Su Hong 2.0? Former waiter reopens Chinese standby under new name in Palo Alto

Uploaded: Dec 6, 2019

Su Hong Palo Alto is back, albeit under a new name and owner but with the same food beloved by generations of customers.

The longtime Chinese restaurant at 4256 El Camino Real closed in September. Owner David King, who had run Su Hong locations in Palo Alto and Menlo Park since 1977, retired in advance of a proposed development that would replace the El Camino Real building with a five-story, 51,300-square-foot boutique hotel.

Photo by Elena Kadvany.

Hua Shi, who worked as a waiter at Su Hong Palo Alto three years ago, has since taken over the 3,300-square-foot restaurant. He reopened it last week as Su Zhe Eatery. A large "grand reopening" sign hangs outside the restaurant's windows.

Beyond new carpet and a fresh coat of paint on the walls in the dining room, "everything is the same," Shi said. The same chef is in the kitchen, though he plans to hire one or two more. The menu is largely the same but Shi said he's using new meat, seafood and produce suppliers to bring in more fresh products. He's going to Chinatown in San Francisco every other day to pick up fresh, not frozen, meat and seafood.

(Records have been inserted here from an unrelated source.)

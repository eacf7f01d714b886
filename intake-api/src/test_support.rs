//! Shared helpers for unit tests that touch process environment.

use std::sync::{Mutex, MutexGuard};

/// Environment variables are process-wide; tests that set them hold this.
static ENV_LOCK: Mutex<()> = Mutex::new(());

pub(crate) fn env_lock() -> MutexGuard<'static, ()> {
    ENV_LOCK.lock().unwrap_or_else(|p| p.into_inner())
}

/// Sets or clears a variable and restores the original value on drop.
pub(crate) struct EnvVarGuard {
    key: &'static str,
    original: Option<String>,
}

impl EnvVarGuard {
    pub(crate) fn set(key: &'static str, value: Option<&str>) -> Self {
        let original = std::env::var(key).ok();
        match value {
            Some(v) => std::env::set_var(key, v),
            None => std::env::remove_var(key),
        }
        Self { key, original }
    }
}

impl Drop for EnvVarGuard {
    fn drop(&mut self) {
        match self.original.as_deref() {
            Some(v) => std::env::set_var(self.key, v),
            None => std::env::remove_var(self.key),
        }
    }
}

Shi, a native of Shanghai, also plans to add some regional specials to the menu.

Like Su Hong, Su Zhe Eatery will be open for lunch and dinner and offer takeout and catering.

A similar takeover happened at Su Hong To Go in Menlo Park in 2015, when owner Bee King sold to a new owner, who renamed the popular eatery Chef Kwan’s but preserved the chef and menu.

Shi and his manager said they're not worried about the proposed hotel project, which they think won't come to fruition for another year or two.

Samuel Gutierrez, the city planner assigned to the project, said the city has been working on the environment impact report and is set to publish it by the end of the year. He anticipates the project going to the Architectural Review Board for a third hearing in early 2020.